The key issue of Center Of Rotation (COR) of an ADR implant are the how the load is distributed and whether or not it causes pressure in the facet joints. Improperly placed artificial discs replacements are most often the reason ADR patients experience facet pain. Deviation of more than 1.5 mm from the centerline of the spine (as seen in the AP view) and deviation from the optimal depth makes the patient a candidate for facet pain and possible revision. (Unfortunately many inexperienced surgeons place the disc too anteriorly for fear of disturbing the spinal canal.) Radiographic control with a fluoroscope of the placement of the artificial disc should be considered as an essential part of any artificial disc replacement surgery.
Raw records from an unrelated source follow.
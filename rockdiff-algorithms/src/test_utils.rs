use rand::{distributions::Uniform, rngs::StdRng, seq::SliceRandom, Rng, SeedableRng};
use rockdiff_core::containers::{Point, PointCloud};
use rockdiff_core::layout::PointLayout;
use rockdiff_core::nalgebra::Vector3;

/// Regular grid of `nx * nz` points in the xz plane (y = 0) with the given spacing and a constant displacement
pub(crate) fn grid_cloud(nx: usize, nz: usize, spacing: f64, diff: f64) -> PointCloud {
    PointCloud::from_points(
        PointLayout::new(),
        (0..nx).flat_map(move |ix| {
            (0..nz).map(move |iz| {
                Point::new(
                    Vector3::new(ix as f64 * spacing, 0.0, iz as f64 * spacing),
                    diff,
                )
            })
        }),
    )
}

/// Uniformly random points inside a disk in the xz plane with a little noise along y
pub(crate) fn random_disk(
    rng: &mut StdRng,
    center: Vector3<f64>,
    radius: f64,
    count: usize,
    diff: f64,
) -> Vec<Point> {
    let angles = Uniform::new(0.0, std::f64::consts::TAU);
    let radii = Uniform::new(0.0f64, 1.0);
    let depth = Uniform::new(-0.01, 0.01);
    (0..count)
        .map(|_| {
            let angle = rng.sample(angles);
            let r = radius * rng.sample(radii).sqrt();
            Point::new(
                center + Vector3::new(r * angle.cos(), rng.sample(depth), r * angle.sin()),
                diff,
            )
        })
        .collect()
}

/// Uniformly random points inside an axis aligned box
pub(crate) fn random_box(
    rng: &mut StdRng,
    min: Vector3<f64>,
    max: Vector3<f64>,
    count: usize,
    diff: f64,
) -> Vec<Point> {
    (0..count)
        .map(|_| {
            Point::new(
                Vector3::new(
                    rng.gen_range(min.x..=max.x),
                    rng.gen_range(min.y..=max.y),
                    rng.gen_range(min.z..=max.z),
                ),
                diff,
            )
        })
        .collect()
}

pub(crate) fn seeded_rng(seed: u64) -> StdRng {
    StdRng::seed_from_u64(seed)
}

/// Returns a random permutation of `0..len`
pub(crate) fn random_permutation(rng: &mut StdRng, len: usize) -> Vec<usize> {
    let mut permutation = (0..len).collect::<Vec<_>>();
    permutation.shuffle(rng);
    permutation
}
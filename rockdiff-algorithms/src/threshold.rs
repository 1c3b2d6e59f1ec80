use std::fmt::Display;

use rockdiff_core::containers::PointCloud;
use rockdiff_core::{ChangeError, Result, Stage};

/// Direction of surface change that a threshold pass detects
#[derive(Debug, Copy, Clone, PartialEq, Eq, Hash)]
#[cfg_attr(feature = "serde", derive(serde::Serialize, serde::Deserialize))]
#[cfg_attr(feature = "serde", serde(rename_all = "lowercase"))]
pub enum ChangeKind {
    /// Material loss, detected with a negative threshold
    Loss,
    /// Material gain, detected with a positive threshold
    Gain,
}

impl Display for ChangeKind {
    fn fmt(&self, f: &mut std::fmt::Formatter<'_>) -> std::fmt::Result {
        match self {
            ChangeKind::Loss => f.write_str("loss"),
            ChangeKind::Gain => f.write_str("gain"),
        }
    }
}

/// A signed, non-zero displacement threshold. The sign selects which side of the displacement distribution is
/// kept: negative thresholds keep `diff < t`, positive thresholds keep `diff > t`
#[derive(Debug, Copy, Clone, PartialEq)]
pub struct Threshold(f64);

impl Threshold {
    /// Creates a new threshold. Zero and non-finite values are rejected, since they would either keep everything
    /// or nothing
    /// ```
    /// # use rockdiff_algorithms::threshold::*;
    /// let threshold = Threshold::new(-0.2).unwrap();
    /// assert_eq!(threshold.kind(), ChangeKind::Loss);
    /// assert!(threshold.passes(-0.3));
    /// assert!(!threshold.passes(-0.1));
    /// assert!(Threshold::new(0.0).is_err());
    /// ```
    pub fn new(value: f64) -> Result<Self> {
        if value == 0.0 || !value.is_finite() {
            return Err(ChangeError::invalid_parameter(
                Stage::ThresholdFilter,
                "threshold",
                format!("must be a finite non-zero number, got {}", value),
            ));
        }
        Ok(Self(value))
    }

    pub fn value(&self) -> f64 {
        self.0
    }

    pub fn kind(&self) -> ChangeKind {
        if self.0 < 0.0 {
            ChangeKind::Loss
        } else {
            ChangeKind::Gain
        }
    }

    /// Returns true if `diff` lies strictly beyond this threshold. NaN never passes
    pub fn passes(&self, diff: f64) -> bool {
        if self.0 < 0.0 {
            diff < self.0
        } else {
            diff > self.0
        }
    }

    /// Displacement magnitude of `diff` in the direction of this threshold, `sign(t) * diff`. Strictly positive
    /// for every displacement that passes the threshold
    pub fn magnitude(&self, diff: f64) -> f64 {
        self.0.signum() * diff
    }
}

impl Display for Threshold {
    fn fmt(&self, f: &mut std::fmt::Formatter<'_>) -> std::fmt::Result {
        write!(f, "{}", self.0)
    }
}

/// The points of a [PointCloud] that passed a [Threshold]
#[derive(Debug, Clone, PartialEq)]
pub struct FilteredCloud {
    pub cloud: PointCloud,
    /// For every point in `cloud`, its row index within the unfiltered input cloud
    pub source_indices: Vec<usize>,
    pub kind: ChangeKind,
    pub threshold: Threshold,
}

impl FilteredCloud {
    pub fn len(&self) -> usize {
        self.cloud.len()
    }

    pub fn is_empty(&self) -> bool {
        self.cloud.is_empty()
    }
}

/// Keeps all points of `cloud` whose displacement passes `threshold`, in input order
pub fn filter_by_threshold(cloud: &PointCloud, threshold: Threshold) -> FilteredCloud {
    let source_indices = cloud
        .diffs()
        .iter()
        .enumerate()
        .filter(|(_, diff)| threshold.passes(**diff))
        .map(|(index, _)| index)
        .collect::<Vec<_>>();
    FilteredCloud {
        cloud: cloud.select(&source_indices),
        source_indices,
        kind: threshold.kind(),
        threshold,
    }
}

#[cfg(test)]
mod tests {
    use super::*;
    use rockdiff_core::containers::Point;
    use rockdiff_core::layout::PointLayout;
    use rockdiff_core::nalgebra::Vector3;

    fn cloud_with_diffs(diffs: &[f64]) -> PointCloud {
        PointCloud::from_points(
            PointLayout::new(),
            diffs
                .iter()
                .enumerate()
                .map(|(index, diff)| Point::new(Vector3::new(index as f64, 0.0, 0.0), *diff)),
        )
    }

    #[test]
    fn test_positive_threshold_keeps_gain() {
        let cloud = cloud_with_diffs(&[0.1, 0.25, 0.3, -0.5]);
        let filtered = filter_by_threshold(&cloud, Threshold::new(0.20).unwrap());
        assert_eq!(filtered.cloud.diffs(), &[0.25, 0.3]);
        assert_eq!(filtered.source_indices, vec![1, 2]);
        assert_eq!(filtered.kind, ChangeKind::Gain);
    }

    #[test]
    fn test_negative_threshold_keeps_loss() {
        let cloud = cloud_with_diffs(&[0.1, 0.25, -0.3, -0.5, -0.2, f64::NAN]);
        let filtered = filter_by_threshold(&cloud, Threshold::new(-0.2).unwrap());
        assert_eq!(filtered.cloud.diffs(), &[-0.3, -0.5]);
        assert_eq!(filtered.source_indices, vec![2, 3]);
        assert_eq!(filtered.kind, ChangeKind::Loss);
    }

    #[test]
    fn test_filter_is_idempotent() {
        let cloud = cloud_with_diffs(&[0.5, -0.7, 0.05, -0.1, 0.9, -0.25]);
        for t in [-0.2, 0.2, 0.6].iter() {
            let threshold = Threshold::new(*t).unwrap();
            let once = filter_by_threshold(&cloud, threshold);
            let twice = filter_by_threshold(&once.cloud, threshold);
            assert_eq!(once.cloud, twice.cloud);
        }
    }

    #[test]
    fn test_magnitude_is_positive_for_passing_points() {
        let loss = Threshold::new(-0.2).unwrap();
        assert_eq!(loss.magnitude(-0.5), 0.5);
        let gain = Threshold::new(0.2).unwrap();
        assert_eq!(gain.magnitude(0.5), 0.5);
    }

    #[test]
    fn test_invalid_thresholds() {
        assert!(matches!(
            Threshold::new(0.0),
            Err(ChangeError::InvalidParameter { stage: Stage::ThresholdFilter, .. })
        ));
        assert!(Threshold::new(f64::NAN).is_err());
        assert!(Threshold::new(f64::INFINITY).is_err());
    }
}
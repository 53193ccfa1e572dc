//! Raw little-endian dumps of the lookup tables
//!
//! Files hold the exact bytes the kernels read, so they can be uploaded as-is by
//! an execution layer or diffed between runs.

use std::fs;
use std::path::{Path, PathBuf};

use tracing::debug;

use crate::stitching::common::Result;
use crate::stitching::tables::{MergeTables, WarpTables};

pub const VALID_PIX_FILE: &str = "valid_pix.bin";
pub const WARP_REMAP_FILE: &str = "warp_remap.bin";
pub const CAM_ID_FILE: &str = "cam_id.bin";
pub const CAM_GROUP1_FILE: &str = "cam_group1.bin";
pub const CAM_GROUP2_FILE: &str = "cam_group2.bin";

/// Valid-pixel table as little-endian `u32` records.
pub fn valid_table_bytes(tables: &WarpTables) -> Vec<u8> {
    tables.valid.iter().flat_map(|entry| entry.raw().to_le_bytes()).collect()
}

/// Remap table as 16 little-endian `u16` values per entry.
pub fn remap_table_bytes(tables: &WarpTables) -> Vec<u8> {
    tables
        .remap
        .iter()
        .flat_map(|entry| {
            (0..8).flat_map(move |pixel| {
                let (x, y) = entry.coord(pixel);
                let [x0, x1] = x.to_le_bytes();
                let [y0, y1] = y.to_le_bytes();
                [x0, x1, y0, y1]
            })
        })
        .collect()
}

pub fn dump_warp_tables(tables: &WarpTables, dir: &Path) -> Result<Vec<PathBuf>> {
    let files = [
        (VALID_PIX_FILE, valid_table_bytes(tables)),
        (WARP_REMAP_FILE, remap_table_bytes(tables)),
    ];
    write_all(dir, files)
}

/// Writes the three merge planes with a row stride of `stride` bytes.
pub fn dump_merge_tables(tables: &MergeTables, stride: usize, dir: &Path) -> Result<Vec<PathBuf>> {
    let files = [
        (CAM_ID_FILE, tables.cam_id_plane(stride)?),
        (CAM_GROUP1_FILE, tables.group1_plane(stride * 4)?),
        (CAM_GROUP2_FILE, tables.group2_plane(stride * 4)?),
    ];
    write_all(dir, files)
}

fn write_all<const N: usize>(dir: &Path, files: [(&str, Vec<u8>); N]) -> Result<Vec<PathBuf>> {
    let mut written = Vec::with_capacity(N);
    for (name, bytes) in files {
        let path = dir.join(name);
        fs::write(&path, &bytes)?;
        debug!(path = %path.display(), bytes = bytes.len(), "Dumped table");
        written.push(path);
    }
    Ok(written)
}
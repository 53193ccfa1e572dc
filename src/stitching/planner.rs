//! Stitch planning pipeline
//!
//! Runs sizing, the warp and merge table fills, the default mask and kernel
//! synthesis for one rig, then exports the result to a directory.

use std::fs;
use std::path::{Path, PathBuf};
use std::str::FromStr;

use serde::{Deserialize, Serialize};
use tracing::{debug, info, info_span, instrument, warn};

use crate::stitching::common::{
    CameraContributionMap,
    CameraSourceMap,
    Result,
    SourceCoord,
    StitchError,
    check_camera_count,
};
use crate::stitching::export::{
    MaskExportConfig,
    MaskStack,
    MaskWriter,
    TiffMaskWriter,
    dump_merge_tables,
    dump_warp_tables,
};
use crate::stitching::kernels::{
    Interpolation,
    KernelProgram,
    KernelSynthesizer,
    LumaFormat,
    MergeKernelConfig,
    MergeKernelSynthesizer,
    PixelFormat,
    WarpKernelConfig,
    WarpKernelSynthesizer,
    WeightFormat,
};
use crate::stitching::tables::{
    CameraAtlas,
    MergeTables,
    WarpTables,
    generate_default_merge_mask,
    generate_merge_tables,
    generate_warp_tables,
    largest_warp_table_size,
    smallest_warp_table_size,
};
use crate::stitching::timing::{PlanTimings, StepTiming};


pub const MASK_FILE: &str = "default_mask.tiff";
pub const PLAN_FILE: &str = "plan.json";

/// How the warp table capacity is chosen.
#[derive(Debug, Clone, Copy, PartialEq, Eq, Default, Serialize, Deserialize)]
#[serde(rename_all = "lowercase")]
pub enum TableSizing {
    /// Exact entry count rounded up to 64
    #[default]
    Smallest,
    /// Upper bound: every block of every camera
    Largest,
}

impl FromStr for TableSizing {
    type Err = String;

    fn from_str(s: &str) -> std::result::Result<Self, Self::Err> {
        match s.to_ascii_lowercase().as_str() {
            "smallest" => Ok(TableSizing::Smallest),
            "largest" => Ok(TableSizing::Largest),
            other => Err(format!("unknown table sizing '{other}'")),
        }
    }
}

/// Rig and output description
#[derive(Debug, Clone, PartialEq, Serialize, Deserialize)]
#[serde(default)]
pub struct StitchConfig {
    pub num_cameras: u32,
    /// Output panorama width in pixels
    pub width: u32,
    /// Output panorama height in pixels
    pub height: u32,
    /// Width of one camera tile in the input atlas; defaults to the output width
    pub camera_width: Option<u32>,
    /// Height of one camera tile in the input atlas; defaults to the output height
    pub camera_height: Option<u32>,
    pub camera_columns: u32,
    pub table_sizing: TableSizing,
    /// OR the rig's padded map into the contribution map
    pub use_padded_map: bool,
    /// Camera image format fed to the warp stage
    pub input_format: PixelFormat,
    /// Final panorama format; the merge default for the input depth when unset
    pub output_format: Option<PixelFormat>,
    pub interpolation: Interpolation,
    pub weight_format: WeightFormat,
    pub luma_output: Option<LumaFormat>,
    pub exposure_output: bool,
}

impl Default for StitchConfig {
    fn default() -> Self {
        Self {
            num_cameras: 2,
            width: 0,
            height: 0,
            camera_width: None,
            camera_height: None,
            camera_columns: 1,
            table_sizing: TableSizing::Smallest,
            use_padded_map: false,
            input_format: PixelFormat::Rgb,
            output_format: None,
            interpolation: Interpolation::Bilinear,
            weight_format: WeightFormat::U8,
            luma_output: None,
            exposure_output: false,
        }
    }
}

impl StitchConfig {
    pub fn builder() -> StitchConfigBuilder {
        StitchConfigBuilder::default()
    }

    pub fn camera_width(&self) -> u32 {
        self.camera_width.unwrap_or(self.width)
    }

    pub fn camera_height(&self) -> u32 {
        self.camera_height.unwrap_or(self.height)
    }

    pub fn atlas(&self) -> CameraAtlas {
        CameraAtlas::new(self.camera_columns, self.camera_width())
    }

    pub fn validate(&self) -> Result<()> {
        check_camera_count(self.num_cameras)?;
        if self.width == 0 || self.height == 0 {
            return Err(StitchError::InvalidDimensions(self.width as usize, self.height as usize));
        }
        if self.camera_columns == 0 {
            return Err(StitchError::UnsupportedConfiguration(
                "camera atlas needs at least one column".to_string(),
            ));
        }
        Ok(())
    }

    /// Warp kernel configuration for tables of `capacity` entries.
    pub fn warp_kernel_config(&self, capacity: usize) -> WarpKernelConfig {
        let rows = self.num_cameras.div_ceil(self.camera_columns.max(1));
        let mut builder = WarpKernelConfig::builder()
            .input_format(self.input_format)
            .num_cameras(self.num_cameras)
            .interpolation(self.interpolation)
            .exposure_output(self.exposure_output)
            .table_capacity(capacity)
            .input_height(self.camera_height() * rows)
            .output_height(self.height * self.num_cameras);
        if let Some(luma) = self.luma_output {
            builder = builder.luma_format(luma);
        }
        if self.camera_columns > 1 {
            builder = builder.num_camera_columns(self.camera_columns);
        }
        builder.build()
    }

    /// Merge kernel configuration reading the images `warp` produces.
    pub fn merge_kernel_config(&self, warp: &WarpKernelConfig) -> MergeKernelConfig {
        let mut builder = MergeKernelConfig::builder()
            .input_format(warp.output_format)
            .weight_format(self.weight_format)
            .dimensions(self.width, self.height);
        if let Some(output) = self.output_format {
            builder = builder.output_format(output);
        }
        builder.build()
    }
}

/// Builder for StitchConfig
#[derive(Default)]
pub struct StitchConfigBuilder {
    num_cameras: Option<u32>,
    width: Option<u32>,
    height: Option<u32>,
    camera_width: Option<u32>,
    camera_height: Option<u32>,
    camera_columns: Option<u32>,
    table_sizing: Option<TableSizing>,
    use_padded_map: Option<bool>,
    input_format: Option<PixelFormat>,
    output_format: Option<PixelFormat>,
    interpolation: Option<Interpolation>,
    weight_format: Option<WeightFormat>,
    luma_output: Option<LumaFormat>,
    exposure_output: Option<bool>,
}
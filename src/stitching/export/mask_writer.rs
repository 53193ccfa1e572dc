use std::io::Write;

use crate::stitching::common::Result;
use crate::stitching::export::types::{MaskExportConfig, MaskStack};

pub trait MaskWriter {
    fn write_masks(&self, masks: &MaskStack<'_>, output: &mut dyn Write, config: &MaskExportConfig) -> Result<()>;
}
pub mod logger;
pub mod stitching;
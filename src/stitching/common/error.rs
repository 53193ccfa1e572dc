use thiserror::Error;

#[derive(Error, Debug)]
pub enum StitchError {
    #[error("Table capacity exceeded: {required} entries required, capacity is {capacity}")]
    CapacityExceeded { required: usize, capacity: usize },

    #[error("Unsupported configuration: {0}")]
    UnsupportedConfiguration(String),

    #[error("Invalid image dimensions: width={0}, height={1}")]
    InvalidDimensions(usize, usize),

    #[error("Shape mismatch for {what}: expected {expected}, got {actual}")]
    ShapeMismatch {
        what: &'static str,
        expected: usize,
        actual: usize,
    },

    #[error("Invalid camera count: {0} (supported range is 1..=31)")]
    InvalidCameraCount(u32),

    #[error("Field {field} out of range: {value} > {max}")]
    FieldOutOfRange {
        field: &'static str,
        value: u32,
        max: u32,
    },

    #[error("Failed to encode TIFF image: {0}")]
    EncodeError(String),

    #[error("IO error: {0}")]
    IoError(#[from] std::io::Error),
}

pub type Result<T> = std::result::Result<T, StitchError>;
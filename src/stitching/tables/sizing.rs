use tracing::{debug, instrument};

use crate::stitching::common::{
    BLOCK_WIDTH,
    CameraContributionMap,
    Result,
    StitchError,
    camera_mask,
    check_camera_count,
};

use super::classifier::classify_map_block;

/// Allocation granularity of the tight warp table size.
pub const TABLE_SIZE_ALIGNMENT: usize = 64;

/// Upper bound on warp table entries: every block may need an entry for every camera.
pub fn largest_warp_table_size(num_cameras: u32, width: usize, height: usize) -> Result<usize> {
    check_camera_count(num_cameras)?;
    if width == 0 || height == 0 {
        return Err(StitchError::InvalidDimensions(width, height));
    }
    Ok(width.div_ceil(BLOCK_WIDTH) * height * num_cameras as usize)
}

/// Tight warp table size: one entry per (block, camera) pair that actually touches,
/// rounded up to a multiple of [`TABLE_SIZE_ALIGNMENT`].
#[instrument(skip(map), fields(width = map.width(), height = map.height()))]
pub fn smallest_warp_table_size(num_cameras: u32, map: &CameraContributionMap<'_>) -> Result<usize> {
    check_camera_count(num_cameras)?;
    let cameras = camera_mask(num_cameras);

    let mut entries = 0usize;
    for y in 0..map.height() {
        for block_x in 0..map.blocks_per_row() {
            entries += classify_map_block(map, block_x, y, cameras).count as usize;
        }
    }

    let size = align_up(entries);
    debug!(entries, size, "Computed smallest warp table size");
    Ok(size)
}

fn align_up(n: usize) -> usize {
    (n + TABLE_SIZE_ALIGNMENT - 1) & !(TABLE_SIZE_ALIGNMENT - 1)
}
Semi-constrained devices control the center of rotation of the ADR and prevent undue stress on the facets in extension motion, even more so than the natural disc. They also offer direct resistance to horizontal lateral movement (translation). Uncontrolled horizontal lateral movement (translation) can lead to facet damage and a popping sensation of the affected level. Horizontal rotation (the y-axis, twisting of the spine) is dampened by muscles and eventually limited by the facet joints, which is the natural function of the facet joints. The is no need for the ADR to dampen y-axis rotation (twisting), as this is done naturally by the facets, every day of a persons life.
Some speculate that the arc of rotation of the semi-constrained artificial disc causes facet problems, but this not born out by research or simple mechanical analysis. The arc is so large, that extension pressure of the facets remains close to that of the natural or healthy disc. Indeed the bigger the arc the more natural the motion of the extension is.
Elastomer discs offer no control over the center of rotation. Ideally, they would shift the Center Of Rotation (COR) posterior of the cord like the natural disc. Indeed this is what is hoped by the designers. However, this would only be true if the vertebrae anchoring the elastomer disc were perfectly remodeled and all the ligaments, tendons and muscles surrounding the affected level were balanced as they are in a complete healthy segment. But this balancing is highly unlikely, because they have most likely adapted to the degenerative condition of the spine. Therefore, they would pull the elastomer disc out of alignment and could cause facet problems. If structures are shortened and calcified, the surgeon must even release or resect them, to allow for the regaining of disc height and mobility. Thereafter, they are no longer patent to support and guide a disc. Unconstrained discs are fully dependent on the guidance of these structures. They are hence adequate only in very selected case.
In some patients with severally damaged facets, TSMS can be a solution.